Tredence Launches AI Data Cleanser using Machine Learning to Cleanse Large Volumes of Data for Enterprise Organizations
New Analytics Platform Cleanses and De-Dups Large Data Sets for Businesses for More Reliable Information That Drives Better Insights
Tredence, an analytics services company focused on the last mile of analytics adoption, announced today it has launched its AI Data Cleanser, a data cleansing and enrichment solution that uses machine learning and deep learning technology to give businesses more reliable data.
According to a recent study from IDC, total worldwide data will swell to 163ZB by 2025. The advancements in big data and IOT technologies have caused data volumes to explode exponentially, and there is a clear need to cleanse the data coming in from multiple online and offline sources to establish a single source of truth.

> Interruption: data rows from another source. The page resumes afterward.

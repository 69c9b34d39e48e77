//! CLI parse: clap types for updelta. No behavior; definitions only.

use clap::{Parser, Subcommand};
use std::path::PathBuf;

/// updelta - whole-file differential updates
#[derive(Parser, Debug)]
#[command(name = "updelta")]
#[command(about = "Produce and apply whole-file patch sets between release trees")]
pub struct Cli {
    #[command(subcommand)]
    pub command: Commands,

    /// Workspace directory holding updelta.toml
    #[arg(long, default_value = ".")]
    pub workspace: PathBuf,

    /// Configuration file path (overrides default config loading)
    #[arg(long)]
    pub config: Option<PathBuf>,

    /// Enable verbose logging
    #[arg(long, default_value = "false")]
    pub verbose: bool,

    /// Disable logging entirely
    #[arg(long, default_value = "false", conflicts_with = "verbose")]
    pub quiet: bool,

    /// Log level (trace, debug, info, warn, error, off)
    #[arg(long)]
    pub log_level: Option<String>,

    /// Log format (json, text)
    #[arg(long)]
    pub log_format: Option<String>,

    /// Log output (stdout, stderr, file, file+stderr)
    #[arg(long)]
    pub log_output: Option<String>,

    /// Log file path (if output includes "file")
    #[arg(long)]
    pub log_file: Option<PathBuf>,
}

#[derive(Subcommand, Debug)]
pub enum Commands {
    /// Scan a directory and list its non-blacklisted files with their hashes
    Scan {
        root: PathBuf,
        /// Output format (text or json)
        #[arg(long, default_value = "text")]
        format: String,
    },
    /// Compare two directories by relative path and content
    Compare {
        old: PathBuf,
        new: PathBuf,
        #[arg(long, default_value = "text")]
        format: String,
    },
    /// List files of OLD whose relative path is absent from NEW
    Except {
        old: PathBuf,
        new: PathBuf,
        #[arg(long, default_value = "text")]
        format: String,
    },
    /// Write the patch set turning OLD into NEW under PATCH
    Clean {
        old: PathBuf,
        new: PathBuf,
        patch: PathBuf,
        #[arg(long, default_value = "text")]
        format: String,
    },
    /// Apply the patch set in PATCH onto INSTALL
    Dirty {
        install: PathBuf,
        patch: PathBuf,
        /// Remove PATCH after a successful apply (overrides configuration)
        #[arg(long)]
        remove_patch_dir: bool,
        #[arg(long, default_value = "text")]
        format: String,
    },
    /// Copy SOURCE into a backup directory
    Backup {
        source: PathBuf,
        /// Destination (default: dated sibling of SOURCE)
        destination: Option<PathBuf>,
        #[arg(long, default_value = "text")]
        format: String,
    },
    /// Copy a backup back over TARGET
    Restore {
        backup: PathBuf,
        target: PathBuf,
        #[arg(long, default_value = "text")]
        format: String,
    },
    /// Show the effective configuration
    Config {
        /// Output format (toml or json)
        #[arg(long, default_value = "toml")]
        format: String,
    },
}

Traditional data cleansing/de-dup solutions have largely relied on a rule-based solution which is not scalable. As the volume of data grows exponentially, these traditional data cleansing solutions will not be able to keep pace. Tredence has built AI Data Cleanser, a data cleansing and enrichment solution using machine learning/deep learning techniques to cleanse and enrich any master data.
How it Works
Tredence’s new analytics platform:
- Reconciles semantically consistent data and deploys data solutions to the end-user organization;
- Uses cloud and on-premise delivery models to deploy solutions to clients;
- Provides customizable data solutions to give enterprises the flexibility to generate specialized MDM solutions across various industry verticals like marketing, healthcare, and industrials;
- Offers flexible and dynamic metadata management abilities to provide data governance solutions and offer consumable data to businesses;
- Supports operational and analytical MDM requirements by allowing the utilization of the master data for both operational and analytical purposes, providing an end-to-end data solution.

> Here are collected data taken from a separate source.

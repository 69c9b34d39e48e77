//! CLI output: error mapping from domain errors to stable CLI surface.

use crate::error::{ApiError, EngineError};

/// Map domain/service errors to a string for CLI output.
pub fn map_error(e: &ApiError) -> String {
    match e {
        ApiError::Engine(EngineError::MissingDirectory(path)) => {
            format!("error: directory does not exist: {}", path.display())
        }
        ApiError::InvalidArgument(msg) => format!("error: {}", msg),
        other => format!("error: {}", other),
    }
}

AI Data Cleanser uses features like Smart Cleanse and Dynamic Enrichment to not only profile and integrate diverse data sets but also extract intelligent features from the data to apply machine learning/deep learning algorithms and derive insights. Cleansed data as a service feature allows customers to integrate their 3rd party applications with AI Data Cleanser to generate cleansed/enriched data after passing source data as input.

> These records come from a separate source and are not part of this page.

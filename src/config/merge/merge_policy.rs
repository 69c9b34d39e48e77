//! Merge rules: defaults, override order, conflict handling.
//!
//! Later sources replace earlier values key by key; lists are replaced whole,
//! never concatenated.

use config::builder::DefaultState;
use config::Config;
use config::ConfigBuilder;
use config::ConfigError;

/// Create a Config builder with merge policy defaults applied.
pub fn builder_with_defaults() -> Result<ConfigBuilder<DefaultState>, ConfigError> {
    Config::builder()
        .set_default("blacklist.use_defaults", true)?
        .set_default("blacklist.files", Vec::<String>::new())?
        .set_default("blacklist.extensions", Vec::<String>::new())?
        .set_default("blacklist.skip_directories", Vec::<String>::new())?
        .set_default("scanner.follow_symlinks", false)?
        .set_default("scanner.parallel_hashing", true)?
        .set_default("dirty.remove_patch_dir", false)
}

When a networking giant in the U.S. (Bay Area) tackled customer data that was in volumes of tens of millions, spread across 11 varied channels, they needed to create a centralized data source to achieve optimal utilization. The AI Data Cleanser was used to cleanse, enrich and unify customer data and deliver high-value data that was accessible on a single platform.
“Our mission is to help large enterprises solve business problems using insights informed by reliable data,” said Shub Bhowmick, CEO and co-founder of Tredence. “As the volume of data grows and continues to stream in from multiple sources, companies are overwhelmed with how to clean and de-dup the data quickly and know the data they are using to make important business decisions is accurate. Our AI Data Cleanser platform will allow large enterprises across a number of verticals to know they are using clean data to inform their decisions, and our solution has been designed as a scalable one that will grow as the volumes of data continue to rise.”
Headquartered in San Jose, Calif., Tredence partners with clients across verticals, with deep experience in the retail, CPG, industrial, travel and hospitality, food and beverage, telecom, pharmaceutical and financial services spaces.
There are four broad steps to enabling last-mile analytics adoption within enterprises: data analysis, generating insights, making recommendations, and translating those recommendations into action for the front lines leading to sustainable business impact. While other analytics services firms focus only on the first three steps, Tredence covers all four. The last step is crucial toward operationalizing analytics.